● **WORK TO COMPLETE**
Whenever the word "RawAttributes" turns up in a line below, that line should be copied.

═══ DATA SHOWN ═══

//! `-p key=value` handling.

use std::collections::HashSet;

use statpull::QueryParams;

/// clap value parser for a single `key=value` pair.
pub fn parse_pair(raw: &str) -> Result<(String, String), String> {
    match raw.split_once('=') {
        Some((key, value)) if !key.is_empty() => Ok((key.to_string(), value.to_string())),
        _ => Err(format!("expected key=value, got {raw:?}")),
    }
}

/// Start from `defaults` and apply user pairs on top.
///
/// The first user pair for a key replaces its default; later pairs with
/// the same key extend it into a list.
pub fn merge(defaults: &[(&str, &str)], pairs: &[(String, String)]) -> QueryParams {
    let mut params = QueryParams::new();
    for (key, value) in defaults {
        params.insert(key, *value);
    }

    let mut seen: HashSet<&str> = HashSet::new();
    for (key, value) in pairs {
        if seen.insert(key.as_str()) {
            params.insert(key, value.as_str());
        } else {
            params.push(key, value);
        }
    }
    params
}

═══
═══ DATA SHOWN ═══

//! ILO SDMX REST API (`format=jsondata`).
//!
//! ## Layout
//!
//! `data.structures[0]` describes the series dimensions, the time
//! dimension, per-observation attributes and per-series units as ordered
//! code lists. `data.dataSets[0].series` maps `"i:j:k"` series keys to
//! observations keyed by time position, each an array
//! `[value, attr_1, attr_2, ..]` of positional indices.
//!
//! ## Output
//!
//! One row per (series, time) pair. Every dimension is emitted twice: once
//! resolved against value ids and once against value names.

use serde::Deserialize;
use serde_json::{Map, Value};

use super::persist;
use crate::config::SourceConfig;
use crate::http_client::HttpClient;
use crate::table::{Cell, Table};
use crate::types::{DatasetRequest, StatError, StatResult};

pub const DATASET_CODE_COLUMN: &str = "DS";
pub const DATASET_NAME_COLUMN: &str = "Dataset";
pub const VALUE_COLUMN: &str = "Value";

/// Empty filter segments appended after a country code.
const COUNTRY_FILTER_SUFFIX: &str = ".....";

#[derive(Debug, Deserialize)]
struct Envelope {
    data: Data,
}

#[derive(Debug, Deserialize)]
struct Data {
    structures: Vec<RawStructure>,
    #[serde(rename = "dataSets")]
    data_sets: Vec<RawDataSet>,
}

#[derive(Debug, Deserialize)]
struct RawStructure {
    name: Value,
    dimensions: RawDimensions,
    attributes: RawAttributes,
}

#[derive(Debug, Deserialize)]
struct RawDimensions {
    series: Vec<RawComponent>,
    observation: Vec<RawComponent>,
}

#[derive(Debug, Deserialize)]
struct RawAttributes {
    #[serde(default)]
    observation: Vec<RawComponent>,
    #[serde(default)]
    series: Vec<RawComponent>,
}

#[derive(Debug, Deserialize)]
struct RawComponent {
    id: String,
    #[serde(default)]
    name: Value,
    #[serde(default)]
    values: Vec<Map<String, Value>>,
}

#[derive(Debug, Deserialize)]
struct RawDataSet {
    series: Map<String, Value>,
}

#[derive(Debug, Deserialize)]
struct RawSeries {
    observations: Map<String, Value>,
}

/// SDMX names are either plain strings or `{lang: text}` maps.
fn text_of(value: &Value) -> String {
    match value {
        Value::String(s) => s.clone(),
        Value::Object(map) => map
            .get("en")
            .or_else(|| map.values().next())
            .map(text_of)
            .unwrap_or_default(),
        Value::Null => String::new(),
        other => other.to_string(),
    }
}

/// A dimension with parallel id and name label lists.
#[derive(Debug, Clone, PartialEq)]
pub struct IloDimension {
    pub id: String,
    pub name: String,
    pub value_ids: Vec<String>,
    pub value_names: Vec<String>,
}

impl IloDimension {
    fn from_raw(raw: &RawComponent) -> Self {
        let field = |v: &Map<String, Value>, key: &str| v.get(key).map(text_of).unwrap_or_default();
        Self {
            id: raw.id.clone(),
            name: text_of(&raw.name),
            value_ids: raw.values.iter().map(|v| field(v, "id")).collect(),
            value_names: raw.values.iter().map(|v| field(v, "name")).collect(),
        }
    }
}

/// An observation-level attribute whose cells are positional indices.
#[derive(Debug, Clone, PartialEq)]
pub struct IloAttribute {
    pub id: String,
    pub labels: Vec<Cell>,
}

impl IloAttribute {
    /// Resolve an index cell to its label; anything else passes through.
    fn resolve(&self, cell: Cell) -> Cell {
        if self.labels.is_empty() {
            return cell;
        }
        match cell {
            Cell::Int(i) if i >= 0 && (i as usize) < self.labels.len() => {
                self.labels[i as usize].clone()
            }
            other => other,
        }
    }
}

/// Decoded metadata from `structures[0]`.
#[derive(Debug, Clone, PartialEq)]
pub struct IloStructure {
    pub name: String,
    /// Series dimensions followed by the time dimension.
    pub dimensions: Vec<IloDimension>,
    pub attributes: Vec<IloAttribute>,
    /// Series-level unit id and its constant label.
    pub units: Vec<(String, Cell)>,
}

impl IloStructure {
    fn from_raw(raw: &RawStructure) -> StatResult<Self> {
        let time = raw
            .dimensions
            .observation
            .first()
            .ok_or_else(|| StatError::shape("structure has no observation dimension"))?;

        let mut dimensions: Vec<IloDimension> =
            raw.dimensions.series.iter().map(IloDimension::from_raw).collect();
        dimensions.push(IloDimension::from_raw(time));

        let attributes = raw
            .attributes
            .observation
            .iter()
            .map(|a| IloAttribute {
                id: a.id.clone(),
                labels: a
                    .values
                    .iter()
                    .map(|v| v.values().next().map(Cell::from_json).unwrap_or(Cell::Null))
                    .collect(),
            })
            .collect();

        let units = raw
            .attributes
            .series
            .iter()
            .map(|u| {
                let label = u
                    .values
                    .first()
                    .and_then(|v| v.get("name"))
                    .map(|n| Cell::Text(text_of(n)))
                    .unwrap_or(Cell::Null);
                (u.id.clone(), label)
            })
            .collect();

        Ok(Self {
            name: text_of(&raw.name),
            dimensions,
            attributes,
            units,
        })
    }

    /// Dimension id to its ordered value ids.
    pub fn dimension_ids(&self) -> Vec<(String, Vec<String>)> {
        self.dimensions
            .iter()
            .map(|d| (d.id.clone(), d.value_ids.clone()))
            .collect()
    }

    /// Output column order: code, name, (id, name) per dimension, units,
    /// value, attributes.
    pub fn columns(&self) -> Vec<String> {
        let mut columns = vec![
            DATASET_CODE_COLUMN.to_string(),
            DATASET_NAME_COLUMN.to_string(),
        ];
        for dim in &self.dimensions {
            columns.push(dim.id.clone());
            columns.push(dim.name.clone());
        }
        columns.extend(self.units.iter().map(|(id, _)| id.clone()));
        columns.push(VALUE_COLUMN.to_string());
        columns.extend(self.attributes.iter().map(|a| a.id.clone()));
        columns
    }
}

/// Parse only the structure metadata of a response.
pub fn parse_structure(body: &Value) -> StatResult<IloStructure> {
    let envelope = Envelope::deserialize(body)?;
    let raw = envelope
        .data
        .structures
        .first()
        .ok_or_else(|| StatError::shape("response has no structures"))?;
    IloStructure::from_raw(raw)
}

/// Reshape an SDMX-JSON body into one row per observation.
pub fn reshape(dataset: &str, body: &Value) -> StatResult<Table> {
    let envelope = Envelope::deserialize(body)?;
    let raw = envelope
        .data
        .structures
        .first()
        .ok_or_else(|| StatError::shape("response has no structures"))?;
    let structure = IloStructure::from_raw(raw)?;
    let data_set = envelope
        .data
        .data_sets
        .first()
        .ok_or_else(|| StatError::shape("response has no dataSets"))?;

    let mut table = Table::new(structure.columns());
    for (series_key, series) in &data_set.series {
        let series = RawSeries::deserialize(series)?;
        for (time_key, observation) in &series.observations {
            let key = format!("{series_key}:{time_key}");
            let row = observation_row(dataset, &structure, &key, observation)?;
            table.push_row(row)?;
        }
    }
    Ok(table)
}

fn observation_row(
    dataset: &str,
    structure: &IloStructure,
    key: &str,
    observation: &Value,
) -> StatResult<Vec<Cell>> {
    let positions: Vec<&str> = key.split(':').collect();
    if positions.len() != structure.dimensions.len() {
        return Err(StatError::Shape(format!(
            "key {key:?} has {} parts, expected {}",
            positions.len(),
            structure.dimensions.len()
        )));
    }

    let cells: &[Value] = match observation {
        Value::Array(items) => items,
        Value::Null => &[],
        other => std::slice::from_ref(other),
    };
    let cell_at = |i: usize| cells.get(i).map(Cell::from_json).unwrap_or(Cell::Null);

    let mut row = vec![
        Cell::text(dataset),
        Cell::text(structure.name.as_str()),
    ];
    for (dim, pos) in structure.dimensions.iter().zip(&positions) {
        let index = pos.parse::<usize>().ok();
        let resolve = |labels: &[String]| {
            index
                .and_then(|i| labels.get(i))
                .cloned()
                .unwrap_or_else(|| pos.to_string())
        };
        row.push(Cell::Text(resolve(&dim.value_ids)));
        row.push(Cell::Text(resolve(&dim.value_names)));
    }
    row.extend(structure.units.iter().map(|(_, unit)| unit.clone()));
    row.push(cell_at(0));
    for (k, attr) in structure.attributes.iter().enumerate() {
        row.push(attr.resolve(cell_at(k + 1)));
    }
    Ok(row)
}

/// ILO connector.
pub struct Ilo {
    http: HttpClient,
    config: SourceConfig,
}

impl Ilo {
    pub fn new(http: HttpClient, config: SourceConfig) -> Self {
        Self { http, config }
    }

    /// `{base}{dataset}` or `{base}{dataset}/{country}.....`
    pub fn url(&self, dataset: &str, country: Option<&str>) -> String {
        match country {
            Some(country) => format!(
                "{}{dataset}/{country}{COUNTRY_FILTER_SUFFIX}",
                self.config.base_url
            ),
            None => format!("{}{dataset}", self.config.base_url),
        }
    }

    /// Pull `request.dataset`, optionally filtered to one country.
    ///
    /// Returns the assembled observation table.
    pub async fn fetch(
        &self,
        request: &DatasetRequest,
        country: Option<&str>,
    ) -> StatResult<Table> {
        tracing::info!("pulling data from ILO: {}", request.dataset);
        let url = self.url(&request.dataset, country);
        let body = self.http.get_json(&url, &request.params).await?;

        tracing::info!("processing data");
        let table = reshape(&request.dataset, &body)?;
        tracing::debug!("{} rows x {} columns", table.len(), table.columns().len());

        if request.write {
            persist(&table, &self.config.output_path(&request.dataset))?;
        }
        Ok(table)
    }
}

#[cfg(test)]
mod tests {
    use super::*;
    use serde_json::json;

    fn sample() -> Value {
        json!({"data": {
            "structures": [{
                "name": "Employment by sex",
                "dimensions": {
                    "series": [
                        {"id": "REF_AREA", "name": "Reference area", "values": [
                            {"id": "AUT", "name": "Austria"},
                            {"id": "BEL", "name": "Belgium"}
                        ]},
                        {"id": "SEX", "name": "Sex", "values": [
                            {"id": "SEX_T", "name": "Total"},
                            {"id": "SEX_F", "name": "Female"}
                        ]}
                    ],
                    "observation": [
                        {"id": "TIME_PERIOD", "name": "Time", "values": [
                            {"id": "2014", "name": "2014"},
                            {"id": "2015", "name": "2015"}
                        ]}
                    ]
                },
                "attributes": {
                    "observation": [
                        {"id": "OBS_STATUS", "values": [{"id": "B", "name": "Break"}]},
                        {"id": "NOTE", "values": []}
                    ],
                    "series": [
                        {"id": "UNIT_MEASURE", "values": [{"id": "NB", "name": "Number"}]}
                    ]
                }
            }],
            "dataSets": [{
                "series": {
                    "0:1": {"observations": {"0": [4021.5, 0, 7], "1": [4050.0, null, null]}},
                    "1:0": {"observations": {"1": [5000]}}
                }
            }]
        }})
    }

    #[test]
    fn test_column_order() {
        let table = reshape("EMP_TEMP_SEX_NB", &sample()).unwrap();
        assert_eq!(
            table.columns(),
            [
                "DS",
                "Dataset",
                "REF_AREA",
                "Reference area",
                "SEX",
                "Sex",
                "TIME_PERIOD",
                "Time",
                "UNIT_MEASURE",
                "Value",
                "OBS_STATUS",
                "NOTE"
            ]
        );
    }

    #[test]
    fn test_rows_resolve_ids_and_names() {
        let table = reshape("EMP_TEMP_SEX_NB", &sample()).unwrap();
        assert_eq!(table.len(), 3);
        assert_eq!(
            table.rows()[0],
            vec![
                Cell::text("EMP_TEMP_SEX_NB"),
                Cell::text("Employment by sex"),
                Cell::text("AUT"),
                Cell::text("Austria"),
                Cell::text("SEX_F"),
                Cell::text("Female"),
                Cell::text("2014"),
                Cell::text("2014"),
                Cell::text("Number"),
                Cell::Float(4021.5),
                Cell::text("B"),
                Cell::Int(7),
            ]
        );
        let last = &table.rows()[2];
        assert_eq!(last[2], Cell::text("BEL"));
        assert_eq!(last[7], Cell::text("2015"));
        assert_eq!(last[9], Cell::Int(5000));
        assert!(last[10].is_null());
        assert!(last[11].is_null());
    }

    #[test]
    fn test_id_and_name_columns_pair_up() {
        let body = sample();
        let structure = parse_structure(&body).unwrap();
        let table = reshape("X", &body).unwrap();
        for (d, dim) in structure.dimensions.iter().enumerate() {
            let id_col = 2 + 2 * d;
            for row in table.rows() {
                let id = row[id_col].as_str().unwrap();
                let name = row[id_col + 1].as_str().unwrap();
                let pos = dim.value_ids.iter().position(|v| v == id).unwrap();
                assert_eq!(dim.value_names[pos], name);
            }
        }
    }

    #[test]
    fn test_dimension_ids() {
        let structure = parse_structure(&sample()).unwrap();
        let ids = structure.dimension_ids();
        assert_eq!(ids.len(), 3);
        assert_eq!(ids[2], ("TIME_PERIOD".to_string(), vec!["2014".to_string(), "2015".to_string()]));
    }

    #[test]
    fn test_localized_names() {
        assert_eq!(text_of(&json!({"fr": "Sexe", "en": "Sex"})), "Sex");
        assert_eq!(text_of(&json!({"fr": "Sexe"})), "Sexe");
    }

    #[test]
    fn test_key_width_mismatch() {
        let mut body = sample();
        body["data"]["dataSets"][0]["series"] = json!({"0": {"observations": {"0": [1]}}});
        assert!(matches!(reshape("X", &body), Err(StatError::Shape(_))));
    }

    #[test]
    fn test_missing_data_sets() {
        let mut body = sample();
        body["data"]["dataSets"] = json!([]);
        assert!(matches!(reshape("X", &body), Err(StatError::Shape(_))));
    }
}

═══

● **EXERCISE RESPONSE**
    attributes: RawAttributes,
struct RawAttributes {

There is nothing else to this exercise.